Jun
21
2005

Law updates

Wow, this is turning out to be one crazy week. Lets just take it one item at a time :)

Canada has introduced a DMCA-like copyright law.

The Blizzard v. BnetD battle before 8th Circuit Court of Appeals in St. Louis continues (mp3 of argument). This is a very important case, because it will determine to what extent reverse engineering is legal under the DMCA. BnetD (See background) is a GPL’ed software package that provides a complete emulation of battle.net, a proprietary set of servers for games produced by Blizzard Entertainment. The EFF is helping the developers to fight to keep this right of R.engineering. Groklaw reports on how it went:

The gist of his [Blizzard's representative] presentation was “Piracy, Piracy, Piracy”. Through the emphasis in his voice, and the timing of his words, he wanted this court to understand that this was all about stealing. This was about the Defendant/Appellants taking something that did not belong to them. The overall sense of it was that he was trying to scare the judges and paint the Defendants/Appellants as being in the same group as the hackers and scam artists taking over people’s machines with viruses and worms. He pointedly observed that Defendants/Appellants had used fifty icons from the Plaintiff/Respondents server application to make their own product.
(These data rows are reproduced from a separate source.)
#[cfg(test)]
mod tests {
    use std::cell::RefCell;
    use std::rc::Rc;

    use brisk_core::Transform2D;

    use super::*;
    use crate::collider::ColliderShape;
    use crate::config::{layer_bit, ColliderConfig};

    const DT: f32 = 1.0 / 60.0;

    fn spawn_box(world: &mut PhysicsWorld, center: Vec2, size: Vec2, config: ColliderConfig) -> Entity {
        let entity = world.create_entity(Transform2D::from_position(center));
        world
            .add_collider(entity, ColliderShape::Box { width: size.x, height: size.y }, config)
            .unwrap();
        entity
    }

    fn controller_at(world: &mut PhysicsWorld, center: Vec2) -> CharacterController {
        let player = spawn_box(world, center, Vec2::splat(10.0), ColliderConfig::default());
        CharacterController::new(world, player, CharacterControllerConfig::default()).unwrap()
    }

    #[test]
    fn test_requires_box_collider() {
        let mut world = PhysicsWorld::default();
        let ball = world.create_entity(Transform2D::IDENTITY);
        world
            .add_collider(ball, ColliderShape::Circle { radius: 4.0 }, ColliderConfig::default())
            .unwrap();
        let bare = world.create_entity(Transform2D::IDENTITY);

        for entity in [ball, bare] {
            assert!(matches!(
                CharacterController::new(&world, entity, CharacterControllerConfig::default()),
                Err(PhysicsError::ControllerRequiresBox(e)) if e == entity
            ));
        }
    }

    #[test]
    fn test_lands_on_platform_below() {
        let mut world = PhysicsWorld::default();
        // Platform top edge at y = 12, character bottom at y = 5
        spawn_box(&mut world, Vec2::new(0.0, 17.0), Vec2::new(100.0, 10.0), ColliderConfig::default());
        let mut controller = controller_at(&mut world, Vec2::ZERO);

        controller.move_by(&mut world, Vec2::new(0.0, 10.0), DT).unwrap();

        let state = *controller.collision_state();
        assert!(state.below);
        assert!(state.became_grounded_this_frame);
        assert!((world.position(controller.entity()).unwrap().y - 7.0).abs() < 1e-3);
        assert!((controller.velocity().y - 7.0 / DT).abs() < 0.1);

        // Already grounded on the next frame
        controller.move_by(&mut world, Vec2::new(0.0, 10.0), DT).unwrap();
        assert!(controller.is_grounded());
        assert!(!controller.collision_state().became_grounded_this_frame);
        assert!(controller.velocity().y.abs() < 0.1);
    }

    #[test]
    fn test_falls_freely_without_ground() {
        let mut world = PhysicsWorld::default();
        let mut controller = controller_at(&mut world, Vec2::ZERO);

        controller.move_by(&mut world, Vec2::new(3.0, 4.0), 0.5).unwrap();
        assert!(!controller.collision_state().has_collision());
        assert_eq!(world.position(controller.entity()).unwrap(), Vec2::new(3.0, 4.0));
        assert_eq!(controller.velocity(), Vec2::new(6.0, 8.0));
    }

    #[test]
    fn test_wall_clips_horizontal_motion() {
        let mut world = PhysicsWorld::default();
        // Wall left edge at x = 10, character right edge at x = 5
        spawn_box(&mut world, Vec2::new(15.0, 0.0), Vec2::new(10.0, 40.0), ColliderConfig::default());
        let mut controller = controller_at(&mut world, Vec2::ZERO);

        controller.move_by(&mut world, Vec2::new(8.0, 0.0), DT).unwrap();

        assert!(controller.collision_state().right);
        assert!(!controller.collision_state().left);
        assert!((world.position(controller.entity()).unwrap().x - 5.0).abs() < 1e-3);
    }

    #[test]
    fn test_ceiling_stops_jump() {
        let mut world = PhysicsWorld::default();
        // Ceiling bottom edge at y = -12
        spawn_box(&mut world, Vec2::new(0.0, -17.0), Vec2::new(100.0, 10.0), ColliderConfig::default());
        let mut controller = controller_at(&mut world, Vec2::ZERO);

        controller.move_by(&mut world, Vec2::new(0.0, -20.0), DT).unwrap();

        assert!(controller.collision_state().above);
        assert!((world.position(controller.entity()).unwrap().y + 7.0).abs() < 1e-3);
    }

    #[test]
    fn test_one_way_platform() {
        let mut world = PhysicsWorld::default();
        let one_way = ColliderConfig::default().with_layer(3);
        // Platform spans y = 10..14
        spawn_box(&mut world, Vec2::new(0.0, 12.0), Vec2::new(100.0, 4.0), one_way);

        let player = spawn_box(&mut world, Vec2::new(0.0, 25.0), Vec2::splat(10.0), ColliderConfig::default());
        let config = CharacterControllerConfig {
            one_way_platform_mask: layer_bit(3),
            ..CharacterControllerConfig::default()
        };
        let mut controller = CharacterController::new(&world, player, config).unwrap();

        // Jump up through it from below
        controller.move_by(&mut world, Vec2::new(0.0, -25.0), DT).unwrap();
        assert!(!controller.collision_state().above);
        assert_eq!(world.position(player).unwrap().y, 0.0);

        // Fall back onto it
        controller.move_by(&mut world, Vec2::new(0.0, 10.0), DT).unwrap();
        assert!(controller.is_grounded());
        assert!((world.position(player).unwrap().y - 5.0).abs() < 1e-3);

        // Drop through on request
        controller.ignore_one_way_platforms_for(0.25);
        controller.move_by(&mut world, Vec2::new(0.0, 10.0), DT).unwrap();
        assert!(!controller.is_grounded());
        assert!((world.position(player).unwrap().y - 15.0).abs() < 1e-3);
    }

    #[test]
    fn test_walks_up_gentle_slope() {
        let mut world = PhysicsWorld::default();
        let tan = 20f32.to_radians().tan();
        // Ramp rising to the right at 20 degrees
        let ramp = world.create_entity(Transform2D::IDENTITY);
        world
            .add_collider(
                ramp,
                ColliderShape::Polygon {
                    points: vec![
                        Vec2::new(0.0, 100.0),
                        Vec2::new(200.0, 100.0),
                        Vec2::new(200.0, 100.0 - 200.0 * tan),
                    ],
                },
                ColliderConfig::default(),
            )
            .unwrap();

        let mut controller = controller_at(&mut world, Vec2::new(100.0, 0.0));
        assert!(controller.warp_to_grounded(&mut world).unwrap());
        let start = world.position(controller.entity()).unwrap();

        controller.move_by(&mut world, Vec2::new(2.0, 1.0), DT).unwrap();

        let end = world.position(controller.entity()).unwrap();
        assert!(end.x > start.x + 1.0, "{start:?} -> {end:?}");
        assert!(end.y < start.y, "should climb: {start:?} -> {end:?}");
        assert!(controller.is_grounded());
        assert!(controller.collision_state().slope_angle < 0.0);
        assert_eq!(controller.velocity().y, 0.0);
    }

    fn spawn_polygon(world: &mut PhysicsWorld, points: Vec<Vec2>) {
        let entity = world.create_entity(Transform2D::IDENTITY);
        world
            .add_collider(entity, ColliderShape::Polygon { points }, ColliderConfig::default())
            .unwrap();
    }

    /// 200 wide ramp with its base on y = 100, high end on the left
    fn descending_ramp(world: &mut PhysicsWorld, degrees: f32) {
        let rise = 200.0 * degrees.to_radians().tan();
        spawn_polygon(
            world,
            vec![Vec2::new(0.0, 100.0 - rise), Vec2::new(0.0, 100.0), Vec2::new(200.0, 100.0)],
        );
    }

    /// 200 wide ramp with its base on y = 100, high end on the right
    fn ascending_ramp(world: &mut PhysicsWorld, degrees: f32) {
        let rise = 200.0 * degrees.to_radians().tan();
        spawn_polygon(
            world,
            vec![Vec2::new(0.0, 100.0), Vec2::new(200.0, 100.0), Vec2::new(200.0, 100.0 - rise)],
        );
    }

    #[test]
    fn test_walks_down_slope_with_speed_curve() {
        let mut world = PhysicsWorld::default();
        descending_ramp(&mut world, 20.0);

        let mut controller = controller_at(&mut world, Vec2::new(100.0, 0.0));
        assert!(controller.warp_to_grounded(&mut world).unwrap());
        let start = world.position(controller.entity()).unwrap();

        controller.move_by(&mut world, Vec2::new(2.0, 1.0), DT).unwrap();

        let state = *controller.collision_state();
        assert!(state.moving_down_slope);
        assert!(controller.is_grounded());
        assert!((state.slope_angle - 20.0).abs() < 1e-3, "{}", state.slope_angle);

        let moved = world.position(controller.entity()).unwrap() - start;
        let expected_x = 2.0 * SlopeSpeedCurve::default().evaluate(-20.0);
        assert!((moved.x - expected_x).abs() < 1e-3, "{moved:?}");
        // Follows the surface down instead of stepping off into the air
        assert!((moved.y - moved.x * 20f32.to_radians().tan()).abs() < 1e-3, "{moved:?}");
    }

    #[test]
    fn test_standing_still_on_slope_either_way() {
        for descending in [true, false] {
            let mut world = PhysicsWorld::default();
            if descending {
                descending_ramp(&mut world, 20.0);
            } else {
                ascending_ramp(&mut world, 20.0);
            }

            let mut controller = controller_at(&mut world, Vec2::new(100.0, 0.0));
            assert!(controller.warp_to_grounded(&mut world).unwrap());
            let start = world.position(controller.entity()).unwrap();

            controller.move_by(&mut world, Vec2::new(0.0, 1.0), DT).unwrap();

            let state = *controller.collision_state();
            assert!(!state.moving_down_slope, "descending: {descending}");
            assert_eq!(state.slope_angle, 0.0, "descending: {descending}");
            assert!(controller.is_grounded());
            let end = world.position(controller.entity()).unwrap();
            assert!((end - start).length() < 1e-3, "{start:?} -> {end:?}");
        }
    }

    #[test]
    fn test_steep_slope_blocks_like_a_wall() {
        let mut world = PhysicsWorld::default();
        // Ground top at y = 100, 60 degree ramp rising from x = 200
        spawn_box(&mut world, Vec2::new(150.0, 110.0), Vec2::new(500.0, 20.0), ColliderConfig::default());
        let rise = 100.0 * 60f32.to_radians().tan();
        spawn_polygon(
            &mut world,
            vec![Vec2::new(200.0, 100.0), Vec2::new(300.0, 100.0), Vec2::new(300.0, 100.0 - rise)],
        );

        let mut controller = controller_at(&mut world, Vec2::new(190.0, 95.0));
        assert!(controller.warp_to_grounded(&mut world).unwrap());

        controller.move_by(&mut world, Vec2::new(8.0, 1.0), DT).unwrap();

        let end = world.position(controller.entity()).unwrap();
        assert!((end - Vec2::new(190.0, 95.0)).length() < 1e-3, "{end:?}");
        assert!(controller.is_grounded());
        assert!(!controller.collision_state().moving_down_slope);
        assert!(controller.raycast_hits_this_frame().iter().any(|hit| hit.normal.x < 0.0));
    }

    #[test]
    fn test_collided_callback_sees_every_hit() {
        let mut world = PhysicsWorld::default();
        spawn_box(&mut world, Vec2::new(0.0, 17.0), Vec2::new(100.0, 10.0), ColliderConfig::default());
        let mut controller = controller_at(&mut world, Vec2::ZERO);

        let seen = Rc::new(RefCell::new(0));
        let counter = seen.clone();
        controller.set_on_controller_collided(move |_| *counter.borrow_mut() += 1);

        controller.move_by(&mut world, Vec2::new(0.0, 10.0), DT).unwrap();
        assert!(!controller.raycast_hits_this_frame().is_empty());
        assert_eq!(*seen.borrow(), controller.raycast_hits_this_frame().len());
    }

    #[test]
    fn test_warp_gives_up_without_ground() {
        let mut world = PhysicsWorld::default();
        let mut controller = controller_at(&mut world, Vec2::ZERO);
        controller.config.warp_max_iterations = 5;

        assert!(!controller.warp_to_grounded(&mut world).unwrap());
        assert_eq!(world.position(controller.entity()).unwrap(), Vec2::new(0.0, 5.0));
    }

    #[test]
    fn test_slope_curve_interpolates_and_clamps() {
        let curve = SlopeSpeedCurve::default();
        assert_eq!(curve.evaluate(-180.0), 1.5);
        assert_eq!(curve.evaluate(0.0), 1.0);
        assert!((curve.evaluate(45.0) - 0.5).abs() < 1e-6);
        assert!((curve.evaluate(-45.0) - 1.25).abs() < 1e-6);
        assert_eq!(curve.evaluate(120.0), 0.0);
        assert_eq!(SlopeSpeedCurve::new(Vec::new()).evaluate(10.0), 1.0);
    }
}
The Broadcast Flag (see Cory’s speach on the BF), which we all thought was dead after the EFF whupped them in the courts, is back! Via deeplinks:

Rumor is afoot that Hollywood is taking another crack at the Broadcast Flag on Capitol Hill, this time by sneaking a Flag provision into an appropriations bill before the Senate.

If what we hear is true, the provision will be introduced before a subcommittee tomorrow and before the full appropriations committee on Thursday. That gives us 48 hours to stop it.
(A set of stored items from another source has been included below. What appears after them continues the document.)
//! Headless scenarios
//!
//! Each scenario builds a small level, drives it at the configured fixed
//! tick and returns a report of where things ended up and what happened on
//! the way.

use std::cell::RefCell;
use std::collections::HashMap;
use std::rc::Rc;

use anyhow::{bail, Result};
use brisk_core::{FixedStepClock, FixedTimeStep};
use brisk_physics::prelude::*;
use brisk_physics::layer_bit;
use clap::ValueEnum;
use serde::{Deserialize, Serialize};

/// Everything a scenario run can be configured with
#[derive(Debug, Clone, Default, PartialEq, Serialize, Deserialize)]
#[serde(default)]
pub struct SimulationConfig {
    pub physics: PhysicsConfig,
    pub controller: CharacterControllerConfig,
    pub time_step: FixedTimeStep,
}

impl SimulationConfig {
    pub fn validate(&self) -> Result<()> {
        if !(self.time_step.step > 0.0) {
            bail!("time_step.step must be positive, got {}", self.time_step.step);
        }
        if self.time_step.max_updates == 0 {
            bail!("time_step.max_updates must be at least 1");
        }
        Ok(())
    }
}

#[derive(Debug, Clone, Copy, PartialEq, Eq, ValueEnum, Serialize)]
#[serde(rename_all = "lowercase")]
pub enum Scenario {
    /// Character controller running over ground, a ramp and a one-way platform
    Platformer,
    /// Arcade rigidbodies dropped onto the ground and each other
    Rigidbodies,
    /// Projectile movers fired at a column of targets
    Projectiles,
    /// A mover walking through trigger zones into a wall
    Triggers,
}

#[derive(Debug, Clone, Serialize)]
pub struct BodyReport {
    pub name: String,
    pub position: Vec2,
    pub velocity: Vec2,
}

#[derive(Debug, Clone, Serialize)]
pub struct ScenarioReport {
    pub scenario: Scenario,
    pub ticks: u64,
    pub bodies: Vec<BodyReport>,
    pub events: Vec<String>,
}

impl ScenarioReport {
    fn new(scenario: Scenario) -> Self {
        Self {
            scenario,
            ticks: 0,
            bodies: Vec::new(),
            events: Vec::new(),
        }
    }

    fn body(&mut self, name: impl Into<String>, position: Vec2, velocity: Vec2) {
        self.bodies.push(BodyReport {
            name: name.into(),
            position,
            velocity,
        });
    }

    fn event(&mut self, tick: u64, message: String) {
        log::debug!("[{tick}] {message}");
        self.events.push(format!("tick {tick}: {message}"));
    }
}

pub fn run(scenario: Scenario, config: &SimulationConfig, ticks: u64, fps: f64) -> Result<ScenarioReport> {
    config.validate()?;
    log::info!("Running {:?} for {} ticks", scenario, ticks);

    match scenario {
        Scenario::Platformer => platformer(config, ticks, fps),
        Scenario::Rigidbodies => rigidbodies(config, ticks, fps),
        Scenario::Projectiles => projectiles(config, ticks, fps),
        Scenario::Triggers => triggers(config, ticks, fps),
    }
}

/// Feed frames of `1 / fps` seconds through a fixed-step clock and run
/// `step` once per tick until `ticks` have run
fn drive(time_step: FixedTimeStep, ticks: u64, fps: f64, mut step: impl FnMut(u64, f32) -> Result<()>) -> Result<u64> {
    let mut clock = FixedStepClock::new(time_step);
    let frame_time = 1.0 / fps.max(1.0);
    let dt = time_step.step_f32();

    let mut tick = 0;
    while tick < ticks {
        for _ in 0..clock.advance(frame_time) {
            if tick >= ticks {
                break;
            }
            step(tick, dt)?;
            tick += 1;
        }
    }
    Ok(tick)
}

fn spawn_box(world: &mut PhysicsWorld, center: Vec2, size: Vec2, config: ColliderConfig) -> Result<(Entity, ColliderId)> {
    let entity = world.create_entity(Transform2D::from_position(center));
    let collider = world.add_collider(
        entity,
        ColliderShape::Box {
            width: size.x,
            height: size.y,
        },
        config,
    )?;
    Ok((entity, collider))
}

#[derive(Debug, Clone, Copy, PartialEq, Eq)]
enum TriggerKind {
    Enter,
    Exit,
}

/// Collects trigger callbacks so the scenario can report them by name
#[derive(Clone, Default)]
struct TriggerLog(Rc<RefCell<Vec<(TriggerKind, ColliderId, ColliderId)>>>);

impl TriggerLog {
    fn drain(&self) -> Vec<(TriggerKind, ColliderId, ColliderId)> {
        self.0.borrow_mut().drain(..).collect()
    }
}

impl TriggerListener for TriggerLog {
    fn on_trigger_enter(&mut self, other: ColliderId, local: ColliderId) {
        self.0.borrow_mut().push((TriggerKind::Enter, other, local));
    }

    fn on_trigger_exit(&mut self, other: ColliderId, local: ColliderId) {
        self.0.borrow_mut().push((TriggerKind::Exit, other, local));
    }
}

const ONE_WAY_LAYER: u32 = 1;
const RUN_SPEED: f32 = 120.0;
const JUMP_HEIGHT: f32 = 40.0;
const JUMP_INTERVAL: u64 = 90;
const RAMP_ANGLE: f32 = 20.0;

fn platformer(config: &SimulationConfig, ticks: u64, fps: f64) -> Result<ScenarioReport> {
    let mut world = PhysicsWorld::new(config.physics.clone());
    let mut report = ScenarioReport::new(Scenario::Platformer);

    // Ground top at y = 200, walls at both ends
    spawn_box(&mut world, Vec2::new(200.0, 210.0), Vec2::new(600.0, 20.0), ColliderConfig::default())?;
    spawn_box(&mut world, Vec2::new(-110.0, 150.0), Vec2::new(20.0, 200.0), ColliderConfig::default())?;
    spawn_box(&mut world, Vec2::new(510.0, 150.0), Vec2::new(20.0, 200.0), ColliderConfig::default())?;
    spawn_box(
        &mut world,
        Vec2::new(100.0, 160.0),
        Vec2::new(80.0, 4.0),
        ColliderConfig::default().with_layer(ONE_WAY_LAYER),
    )?;

    let ramp = world.create_entity(Transform2D::IDENTITY);
    let rise = 150.0 * RAMP_ANGLE.to_radians().tan();
    world.add_collider(
        ramp,
        ColliderShape::Polygon {
            points: vec![
                Vec2::new(250.0, 200.0),
                Vec2::new(400.0, 200.0),
                Vec2::new(400.0, 200.0 - rise),
            ],
        },
        ColliderConfig::default(),
    )?;

    let (player, _) = spawn_box(&mut world, Vec2::new(0.0, 100.0), Vec2::new(12.0, 16.0), ColliderConfig::default())?;
    let mut controller_config = config.controller.clone();
    controller_config.one_way_platform_mask |= layer_bit(ONE_WAY_LAYER);
    let mut controller = CharacterController::new(&world, player, controller_config)?;

    if !controller.warp_to_grounded(&mut world)? {
        log::warn!("Player never found the ground");
    }
    report.event(0, format!("spawned at {}", world.position(player)?));

    let gravity = world.gravity().y;
    let jump_speed = (2.0 * JUMP_HEIGHT * gravity.abs()).sqrt();
    let mut direction = 1.0;
    let mut velocity = Vec2::ZERO;

    let ran = drive(config.time_step, ticks, fps, |tick, dt| {
        if controller.is_grounded() {
            velocity.y = 0.0;
            if tick > 0 && tick % JUMP_INTERVAL == 0 {
                velocity.y = -jump_speed;
                report.event(tick, "jump".to_string());
            }
        }
        velocity.x = RUN_SPEED * direction;
        velocity.y += gravity * dt;

        controller.move_by(&mut world, velocity * dt, dt)?;
        velocity = controller.velocity();

        let state = *controller.collision_state();
        if state.became_grounded_this_frame {
            report.event(tick, format!("landed at {}", world.position(player)?));
        }
        if (direction > 0.0 && state.right) || (direction < 0.0 && state.left) {
            direction = -direction;
            report.event(tick, "turned around".to_string());
        }
        Ok(())
    })?;
    report.ticks = ran;

    report.body("player", world.position(player)?, controller.velocity());
    Ok(report)
}

fn rigidbodies(config: &SimulationConfig, ticks: u64, fps: f64) -> Result<ScenarioReport> {
    let mut world = PhysicsWorld::new(config.physics.clone());
    let mut report = ScenarioReport::new(Scenario::Rigidbodies);

    // Static ground, top at y = 190
    spawn_box(&mut world, Vec2::new(0.0, 200.0), Vec2::new(400.0, 20.0), ColliderConfig::default())?;

    let mut bodies = Vec::new();
    for (i, (mass, elasticity)) in [(1.0, 0.9), (5.0, 0.5), (10.0, 0.2), (20.0, 0.0)].into_iter().enumerate() {
        let x = -120.0 + i as f32 * 80.0;
        let (entity, _) = spawn_box(&mut world, Vec2::new(x, 20.0 * i as f32), Vec2::splat(16.0), ColliderConfig::default())?;
        world.add_rigidbody(
            entity,
            ArcadeRigidbody::new().with_mass(mass).with_elasticity(elasticity),
        )?;
        bodies.push((format!("box mass {mass}"), entity));
    }

    // A ball that lands on an immovable shelf
    let (shelf, _) = spawn_box(&mut world, Vec2::new(150.0, 120.0), Vec2::new(40.0, 8.0), ColliderConfig::default())?;
    world.add_rigidbody(shelf, ArcadeRigidbody::new().with_mass(0.0))?;
    bodies.push(("shelf".to_string(), shelf));

    let ball = world.create_entity(Transform2D::from_position(Vec2::new(150.0, 0.0)));
    world.add_collider(ball, ColliderShape::Circle { radius: 8.0 }, ColliderConfig::default())?;
    world.add_rigidbody(ball, ArcadeRigidbody::new().with_mass(2.0).with_elasticity(0.6))?;
    bodies.push(("ball".to_string(), ball));

    let mut resting = vec![false; bodies.len()];
    let ran = drive(config.time_step, ticks, fps, |tick, dt| {
        world.update_rigidbodies(dt)?;

        for (i, (name, entity)) in bodies.iter().enumerate() {
            let speed = world.rigidbody(*entity).map_or(0.0, |body| body.velocity.length());
            let now_resting = speed < 1.0;
            if now_resting && !resting[i] && tick > 0 {
                report.event(tick, format!("{name} came to rest at {}", world.position(*entity)?));
            }
            resting[i] = now_resting;
        }
        Ok(())
    })?;
    report.ticks = ran;

    for (name, entity) in bodies {
        let velocity = world.rigidbody(entity).map_or(Vec2::ZERO, |body| body.velocity);
        report.body(name, world.position(entity)?, velocity);
    }
    Ok(report)
}

const BULLET_SPEED: f32 = 600.0;
const FIRE_INTERVAL: u64 = 15;

fn projectiles(config: &SimulationConfig, ticks: u64, fps: f64) -> Result<ScenarioReport> {
    let mut world = PhysicsWorld::new(config.physics.clone());
    let mut report = ScenarioReport::new(Scenario::Projectiles);

    let hits = TriggerLog::default();
    let mut names = HashMap::new();
    let rows = [50.0, 100.0, 150.0];
    for (i, y) in rows.iter().enumerate() {
        let (target, collider) = spawn_box(&mut world, Vec2::new(300.0, *y), Vec2::splat(20.0), ColliderConfig::default())?;
        world.add_trigger_listener(target, hits.clone())?;
        names.insert(collider, format!("target {i}"));
    }

    let mut bullets: Vec<ProjectileMover> = Vec::new();
    let mut fired = 0usize;
    let ran = drive(config.time_step, ticks, fps, |tick, dt| {
        if tick % FIRE_INTERVAL == 0 {
            let y = rows[fired % rows.len()];
            let (bullet, _) = spawn_box(&mut world, Vec2::new(0.0, y), Vec2::splat(4.0), ColliderConfig::default())?;
            bullets.push(ProjectileMover::new(bullet));
            fired += 1;
        }

        let mut spent = Vec::new();
        for (i, bullet) in bullets.iter().enumerate() {
            if bullet.move_by(&mut world, Vec2::new(BULLET_SPEED * dt, 0.0))? {
                spent.push(i);
            }
        }
        for i in spent.into_iter().rev() {
            let bullet = bullets.swap_remove(i);
            world.destroy_entity(bullet.entity())?;
        }

        for (_, _, target) in hits.drain() {
            let name = names.get(&target).map_or("unknown", String::as_str);
            report.event(tick, format!("{name} hit"));
        }
        Ok(())
    })?;
    report.ticks = ran;

    report.event(report.ticks, format!("{fired} fired, {} still in flight", bullets.len()));
    for bullet in &bullets {
        report.body("bullet", world.position(bullet.entity())?, Vec2::new(BULLET_SPEED, 0.0));
    }
    Ok(report)
}

const WALK_SPEED: f32 = 120.0;

fn triggers(config: &SimulationConfig, ticks: u64, fps: f64) -> Result<ScenarioReport> {
    let mut world = PhysicsWorld::new(config.physics.clone());
    let mut report = ScenarioReport::new(Scenario::Triggers);

    let mut names = HashMap::new();
    for (i, x) in [60.0, 140.0, 220.0].into_iter().enumerate() {
        let (_, zone) = spawn_box(&mut world, Vec2::new(x, 0.0), Vec2::splat(30.0), ColliderConfig::trigger())?;
        names.insert(zone, format!("zone {i}"));
    }
    let (_, wall) = spawn_box(&mut world, Vec2::new(300.0, 0.0), Vec2::new(20.0, 60.0), ColliderConfig::default())?;
    names.insert(wall, "wall".to_string());

    let (walker, _) = spawn_box(&mut world, Vec2::ZERO, Vec2::splat(10.0), ColliderConfig::default())?;
    let log = TriggerLog::default();
    world.add_trigger_listener(walker, log.clone())?;
    let mut mover = Mover::new(walker);

    let mut blocked = false;
    let ran = drive(config.time_step, ticks, fps, |tick, dt| {
        let hit = mover.move_by(&mut world, Vec2::new(WALK_SPEED * dt, 0.0))?;
        if let Some(hit) = hit.filter(|_| !blocked) {
            let name = hit.collider.and_then(|id| names.get(&id)).map_or("unknown", String::as_str);
            report.event(tick, format!("blocked by {name}"));
            blocked = true;
        }

        for (kind, other, _) in log.drain() {
            let name = names.get(&other).map_or("unknown", String::as_str);
            let verb = match kind {
                TriggerKind::Enter => "entered",
                TriggerKind::Exit => "left",
            };
            report.event(tick, format!("{verb} {name}"));
        }
        Ok(())
    })?;
    report.ticks = ran;

    report.body("walker", world.position(walker)?, Vec2::new(WALK_SPEED, 0.0));
    Ok(report)
}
This has been posted just about everywhere, so hopefully those crazy americans will be able to tell their Senators to stop this. Once this goes through in America, you can be sure it will go through in Europe (see cory’s talk).

Finally, opponents of European software patents have experienced a major setback. The FFII has a good report:

The Legal Affairs Committee today voted on amendments to the Rocard report on the software patents directive and approved a number of amendments. A few of these have a little symbolic value, such as definition of “technology” as “applied natural science” and, in some instances, renaming of “computer-implemented invention” to “computer-aided invention”. However, the result overall leaves the key loopholes of the Council’s text wide open, and in some cases even widened further. The directive will now be voted on by the full Parliament, in two weeks’ time.

See also this article by Richard Stallman in the guardian on why he thinks software patents are absurd. Scrivener’s Error has an interesting (and harsh) critique of Stallman’s essay (Time is of the Essence).

See also, Lessig on remix culture. At the end there’s a dialogue between Lessig and Cory Doctorow.

In Nederland: Brein eist klantgegevens internetaanbieders:

Auteursrechtorganisatie Brein heeft donderdag in een kort geding voor de rechtbank in Utrecht van vijf internetaanbieders de gegevens geeïst van 41 klanten die veel illegale muziekbestanden aanbieden op internet. Namens de Nederlandse platenmaatschappijen probeert de stichting bij de illegale muziekverspreiders een schadevergoeding te halen.

Uiteindelijk gaat het dus maar om 41 klanten. Ik denk dat het waarschijnlijk wel om zeer ernstige gevallen zal gaan. De vraag natuurlijk is of Brein het potentiele success van dit kort geding op zal volgen met een schadeclaim tegen duizenden gebruikers.

De Eerste Kamer heeft op 28 juni een publiek toegankelijk overleg met minister Donner over de voorgestelde bewaarplicht van verkeersgegevens. Voor meer info zie Bits of Freedom.